United States District Court, N.D. Illinois, Eastern Division
May 5, 2005
No. 05 C 0870 (N.D. Ill. May. 5, 2005)

Opinion

No. 05 C 0870.

May 5, 2005


MEMORANDUM AND ORDER


This action was originally filed in the Circuit Court of Cook County, Illinois, by Plaintiffs Gilberto Hernandez and Ruth Elizondo alleging personal injuries from a drug manufactured and sold by Defendants Schering Corporation, Schering-Plough Corporation, and Schering A.G. (collectively, "Schering"). After removal to this Court, Plaintiffs now seek to have this case remanded to state court, pursuant to 28 U.S.C. § 1447(c) and Northern District of Illinois Local Rule ("LR") 81.2. For the reasons set forth herein, this motion is DENIED.

Removal of actions from state court to federal court is governed by 28 U.S.C. § 1441, which provides, "any civil action brought in a State court of which the district courts of the United States have original jurisdiction, may be removed by the defendant or the defendants, to the district court of the United States. . . ." 28 U.S.C. § 1441(a).

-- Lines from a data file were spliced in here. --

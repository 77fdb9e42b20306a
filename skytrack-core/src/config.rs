//! Configuration file management for skytrack.
//!
//! Reads/writes `~/.skytrack/config.yaml` with the Beast feed source and
//! display settings. Command-line flags override anything loaded here.

use std::path::PathBuf;

use crate::types::SkytrackError;

/// Full configuration structure.
#[derive(Debug, Clone)]
pub struct Config {
    pub source: SourceConfig,
    pub display: DisplayConfig,
}

/// Where to read the Beast byte stream from.
#[derive(Debug, Clone)]
pub struct SourceConfig {
    pub host: String,
    pub port: u16,
}

#[derive(Debug, Clone)]
pub struct DisplayConfig {
    /// Position trail capacity per aircraft
    pub trail_length: usize,
    /// Seconds without a message before a track is evicted
    pub ttl_seconds: u64,
}

impl Default for Config {
    fn default() -> Self {
        Config {
            source: SourceConfig {
                host: "localhost".into(),
                port: 30005,
            },
            display: DisplayConfig {
                trail_length: 50,
                ttl_seconds: 30,
            },
        }
    }
}

/// Get the config directory path (`~/.skytrack/`).
pub fn config_dir() -> PathBuf {
    dirs_home().join(".skytrack")
}

/// Get the config file path.
pub fn config_file() -> PathBuf {
    config_dir().join("config.yaml")
}

fn dirs_home() -> PathBuf {
    std::env::var("HOME")
        .or_else(|_| std::env::var("USERPROFILE"))
        .map(PathBuf::from)
        .unwrap_or_else(|_| PathBuf::from("."))
}

/// Load config from `~/.skytrack/config.yaml`.
///
/// Returns default config if file doesn't exist.
pub fn load_config() -> Config {
    let path = config_file();
    if !path.exists() {
        return Config::default();
    }

    let text = match std::fs::read_to_string(&path) {
        Ok(t) => t,
        Err(_) => return Config::default(),
    };

    parse_config(&text).unwrap_or_default()
}

/// Save config to `~/.skytrack/config.yaml`.
pub fn save_config(config: &Config) -> Result<PathBuf, SkytrackError> {
    let dir = config_dir();
    std::fs::create_dir_all(&dir).map_err(|e| SkytrackError::Config(e.to_string()))?;

    let path = config_file();
    let text = serialize_config(config);
    std::fs::write(&path, text).map_err(|e| SkytrackError::Config(e.to_string()))?;

    Ok(path)
}

/// Parse simple YAML-like config text.
fn parse_config(text: &str) -> Option<Config> {
    let mut config = Config::default();
    let mut current_section: Option<String> = None;

    for line in text.lines() {
        let stripped = line.trim();
        if stripped.is_empty() || stripped.starts_with('#') {
            continue;
        }

        let is_indented = line.starts_with("  ") || line.starts_with('\t');

        if let Some((key, val)) = stripped.split_once(':') {
            let key = key.trim();
            let val = val.trim();

            if !is_indented {
                if val.is_empty() {
                    current_section = Some(key.to_string());
                } else {
                    current_section = None;
                }
            } else if let Some(ref section) = current_section {
                match section.as_str() {
                    "source" => match key {
                        "host" => {
                            if let Some(v) = parse_string_value(val) {
                                config.source.host = v;
                            }
                        }
                        "port" => {
                            if let Ok(v) = val.parse::<u16>() {
                                config.source.port = v;
                            }
                        }
                        _ => {}
                    },
                    "display" => match key {
                        "trail_length" => {
                            if let Ok(v) = val.parse::<usize>() {
                                config.display.trail_length = v;
                            }
                        }
                        "ttl_seconds" => {
                            if let Ok(v) = val.parse::<u64>() {
                                config.display.ttl_seconds = v;
                            }
                        }
                        _ => {}
                    },
                    _ => {}
                }
            }
        }
    }

    Some(config)
}

fn parse_string_value(val: &str) -> Option<String> {
    if val == "null" || val == "~" || val.is_empty() {
        return None;
    }
    // Strip quotes
    if (val.starts_with('"') && val.ends_with('"'))
        || (val.starts_with('\'') && val.ends_with('\''))
    {
        return Some(val[1..val.len() - 1].to_string());
    }
    Some(val.to_string())
}

/// Serialize config to YAML-like text.
fn serialize_config(config: &Config) -> String {
    let mut lines = vec!["# skytrack configuration".to_string(), String::new()];

    lines.push("source:".into());
    lines.push(format!("  host: \"{}\"", config.source.host));
    lines.push(format!("  port: {}", config.source.port));
    lines.push(String::new());

    lines.push("display:".into());
    lines.push(format!("  trail_length: {}", config.display.trail_length));
    lines.push(format!("  ttl_seconds: {}", config.display.ttl_seconds));

    lines.join("\n") + "\n"
}

// ---------------------------------------------------------------------------
// Tests
// ---------------------------------------------------------------------------
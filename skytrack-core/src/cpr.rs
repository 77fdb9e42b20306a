//! Compact Position Reporting — global CPR decode for ADS-B positions.
//!
//! A position is recoverable only from an even/odd frame pair received
//! within [`MAX_PAIR_AGE`] of each other. Each frame carries 17-bit
//! latitude/longitude fractions of a zone; the pair disambiguates which
//! zone the aircraft is in.
//!
//! Key constants:
//! - NZ = 15 (latitude zones per hemisphere for even frames)
//! - Dlat_even = 360 / 60 = 6.0 degrees
//! - Dlat_odd = 360 / 59 ≈ 6.1017 degrees

/// Maximum CPR value (2^17 = 131072).
const CPR_MAX: f64 = 131072.0;

/// Maximum time between even/odd frames for a global decode (seconds).
pub const MAX_PAIR_AGE: f64 = 10.0;

/// NL lookup table indexed by rounded absolute latitude in degrees.
///
/// Derived from the CPR zone-count function; used uniformly for both the
/// zone-consistency check and the longitude zone count so the two can
/// never disagree.
const NL_TABLE: [u8; 90] = [
    59, 59, 59, 59, 59, 59, 59, 59, 59, 59, 59, 58, 58, 58, 58, 57, 57, 57,
    57, 56, 56, 56, 55, 55, 54, 54, 53, 53, 52, 52, 51, 51, 50, 50, 49, 49,
    48, 47, 47, 46, 45, 45, 44, 43, 43, 42, 41, 40, 40, 39, 38, 37, 36, 36,
    35, 34, 33, 32, 31, 30, 29, 29, 28, 27, 26, 25, 24, 23, 22, 21, 20, 19,
    18, 17, 16, 15, 14, 13, 12, 11, 10, 9, 8, 7, 5, 4, 3, 1, 1, 1,
];

/// Number of longitude zones at a latitude (the NL function).
/// Ranges from 59 at the equator down to 1 near the poles.
pub fn nl(lat: f64) -> i32 {
    let deg = lat.abs().round();
    if deg >= NL_TABLE.len() as f64 {
        return 1;
    }
    NL_TABLE[deg as usize] as i32
}

/// Modulo that always returns a non-negative result.
fn modulo(x: f64, y: f64) -> f64 {
    x - y * (x / y).floor()
}

/// Global CPR decode from an even/odd frame pair.
///
/// `t_even`/`t_odd` are wall-clock reception times; the more recent frame
/// selects which parity's encoding resolves the final position. Returns
/// `None` when the pair is stale, the candidate latitudes straddle a zone
/// boundary, or the result is out of range — all expected steady-state
/// outcomes, not errors.
pub fn global_decode(
    lat_even: u32,
    lon_even: u32,
    lat_odd: u32,
    lon_odd: u32,
    t_even: f64,
    t_odd: f64,
) -> Option<(f64, f64)> {
    if (t_even - t_odd).abs() > MAX_PAIR_AGE {
        return None;
    }

    let dlat_even = 360.0 / 60.0;
    let dlat_odd = 360.0 / 59.0;

    let rlat_even = lat_even as f64 / CPR_MAX;
    let rlon_even = lon_even as f64 / CPR_MAX;
    let rlat_odd = lat_odd as f64 / CPR_MAX;
    let rlon_odd = lon_odd as f64 / CPR_MAX;

    // Latitude zone index
    let j = (59.0 * rlat_even - 60.0 * rlat_odd + 0.5).floor();

    // Candidate latitudes; the raw formula yields 0-360
    let mut lat_e = dlat_even * (modulo(j, 60.0) + rlat_even);
    let mut lat_o = dlat_odd * (modulo(j, 59.0) + rlat_odd);
    if lat_e >= 270.0 {
        lat_e -= 360.0;
    }
    if lat_o >= 270.0 {
        lat_o -= 360.0;
    }

    // Both candidates must land in the same latitude zone
    if nl(lat_e) != nl(lat_o) {
        return None;
    }

    // The more recently received parity wins
    let use_odd = t_odd > t_even;
    let lat = if use_odd { lat_o } else { lat_e };
    if !(-90.0..=90.0).contains(&lat) {
        return None;
    }

    let nl_val = nl(lat);
    let n_zones = if use_odd { nl_val - 1 } else { nl_val };
    if n_zones == 0 {
        return None;
    }

    // Longitude zone index
    let m = (rlon_even * (nl_val - 1) as f64 - rlon_odd * nl_val as f64 + 0.5).floor();
    let dlon = 360.0 / n_zones as f64;
    let rlon = if use_odd { rlon_odd } else { rlon_even };
    let mut lon = dlon * (modulo(m, n_zones as f64) + rlon);
    if lon >= 180.0 {
        lon -= 360.0;
    }

    Some((round6(lat), round6(lon)))
}

/// Round to 6 decimal places.
fn round6(val: f64) -> f64 {
    (val * 1_000_000.0).round() / 1_000_000.0
}

// ---------------------------------------------------------------------------
// Tests
// ---------------------------------------------------------------------------

#[cfg(test)]
mod tests {
    use super::*;

    #[test]
    fn test_nl_equator() {
        assert_eq!(nl(0.0), 59);
    }

    #[test]
    fn test_nl_poles() {
        assert_eq!(nl(87.0), 1);
        assert_eq!(nl(-87.0), 1);
        assert_eq!(nl(90.0), 1);
        assert_eq!(nl(95.0), 1);
    }

    #[test]
    fn test_nl_mid_latitude() {
        // ~52 degrees N (Netherlands) sits in the 36-zone band
        assert_eq!(nl(52.0), 36);
        assert_eq!(nl(52.2572), 36);
        assert_eq!(nl(-52.2572), 36);
    }

    #[test]
    fn test_nl_symmetric() {
        for deg in 0..90 {
            assert_eq!(nl(deg as f64), nl(-(deg as f64)));
        }
    }

    #[test]
    fn test_nl_monotonic_decreasing() {
        for deg in 1..90 {
            assert!(nl(deg as f64) <= nl((deg - 1) as f64));
        }
    }

    #[test]
    fn test_global_decode_known_pair_even_recent() {
        // Canonical worked example: even frame received last
        let result = global_decode(93000, 51372, 74158, 50194, 1.0, 0.0);
        let (lat, lon) = result.expect("pair should resolve");
        assert!((lat - 52.25713).abs() < 1e-3, "lat ~52.25713, got {lat}");
        assert!((lon - 3.91937).abs() < 1e-3, "lon ~3.91937, got {lon}");
    }

    #[test]
    fn test_global_decode_known_pair_odd_recent() {
        // Odd frame received last: the odd parity's latitude is selected
        let result = global_decode(93000, 51372, 74158, 50194, 0.0, 1.0);
        let (lat, lon) = result.expect("pair should resolve");
        assert!((lat - 52.26578).abs() < 1e-3, "lat ~52.26578, got {lat}");
        assert!((lon - 3.91937).abs() < 0.05, "lon near 3.92, got {lon}");
    }

    #[test]
    fn test_global_decode_stale_pair_rejected() {
        // 11 seconds apart: rejected regardless of field values
        assert!(global_decode(93000, 51372, 74158, 50194, 11.0, 0.0).is_none());
        assert!(global_decode(93000, 51372, 74158, 50194, 0.0, 11.0).is_none());
    }

    #[test]
    fn test_global_decode_boundary_age_accepted() {
        assert!(global_decode(93000, 51372, 74158, 50194, 10.0, 0.0).is_some());
    }

    #[test]
    fn test_global_decode_out_of_range_rejected() {
        // Wildly inconsistent raw latitudes produce a candidate outside
        // [-90, 90] and must be rejected, not wrapped
        let lat_even = (0.3 * CPR_MAX) as u32;
        let lat_odd = (0.9 * CPR_MAX) as u32;
        assert!(global_decode(lat_even, 0, lat_odd, 0, 1.0, 0.0).is_none());
    }

    #[test]
    fn test_modulo_positive() {
        assert!((modulo(7.0, 3.0) - 1.0).abs() < 1e-10);
    }

    #[test]
    fn test_modulo_negative() {
        assert!((modulo(-1.0, 60.0) - 59.0).abs() < 1e-10);
    }
}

The party seeking to invoke federal diversity jurisdiction bears the burden of demonstrating that the complete diversity and amount in controversy requirements were met at the time of removal. Chase v. Shop `N Save Warehouse Foods, Inc., 110 F.3d 424, 427 (7th Cir. 1997). A defendant meets this burden by supporting its allegations of jurisdiction with "competent proof," such as, "evidence which proves to a reasonable probability that jurisdiction exists." Id.

Section 1446(b) provides that the defendant must file its notice of removal within 30 days after service of the complaint. 28 U.S.C. § 1446(b). If, however, a case is not removable at the outset, a notice of removal may be filed within 30 days after the defendant receives "a copy of an amended pleading, motion, orderor other paper from which it may first be ascertained that the case is one which is or has become removable." Id. (emphasis added).

In addition to section 1446(b), at the time the Notice of Removal was filed, Schering was required to follow LR 81.2(a), which required it to file with its notice of removal: (1) a statement that it "in good faith" believes that the amount in controversy exceeds the jurisdictional amount; and (2) a response by Plaintiffs to an interrogatory or request for admission stating that the damages sought exceed $75,000.00. McCoy v. General Motors Corp., 226 F.Supp. 2d 939, 941 (N.D. Ill. 2002). This rule was enacted to address the fact that in Illinois state courts, plaintiffs are prohibited from stating the amount of damages sought beyond the limit set by the local circuit rule. Campbell v. Bayou Steel Corp., 338 F.Supp. 2d 896, 900 (N.D. Ill. 2004). The purpose of this rule was to provide "a procedure for defendants faced with a complaint alleging a damages amount that satisfies the Illinois jurisdictional minimum but is below the federal jurisdictional amount in controversy." Id.

The Court notes that LR 81.2 has been "withdrawn" because "[i]t imposes burdens on the manner in which lawyers practice in state courts without significant benefit and without clear authority to do so." Committee Comment to LR 81.2. Accordingly, while this Court will discuss the steps Schering took to comply with this rule in its notice of removal, it will not address any arguments that this case should be remanded because of Schering's failure to comply with the rule.

Here, Schering filed its "Notice of Removal" on February 11, 2005, seeking to remove the Complaint, which was served on September 1, 2004. Schering alleges that at the time of service, Plaintiffs did not allege sufficient facts in the Complaint "to put [Schering] on notice that this action was removable to federal court based on diversity of jurisdiction" because it "contained no allegation as to the citizenship of either plaintiff and alleged no amount in controversy other than `an amount in excess of the jurisdictional limits of the Law Division of the Circuit Court of Cook County," which is $30,000.

The facts in this opinion are derived from the Notice of Removal, the parties' submissions, and documents attached thereto.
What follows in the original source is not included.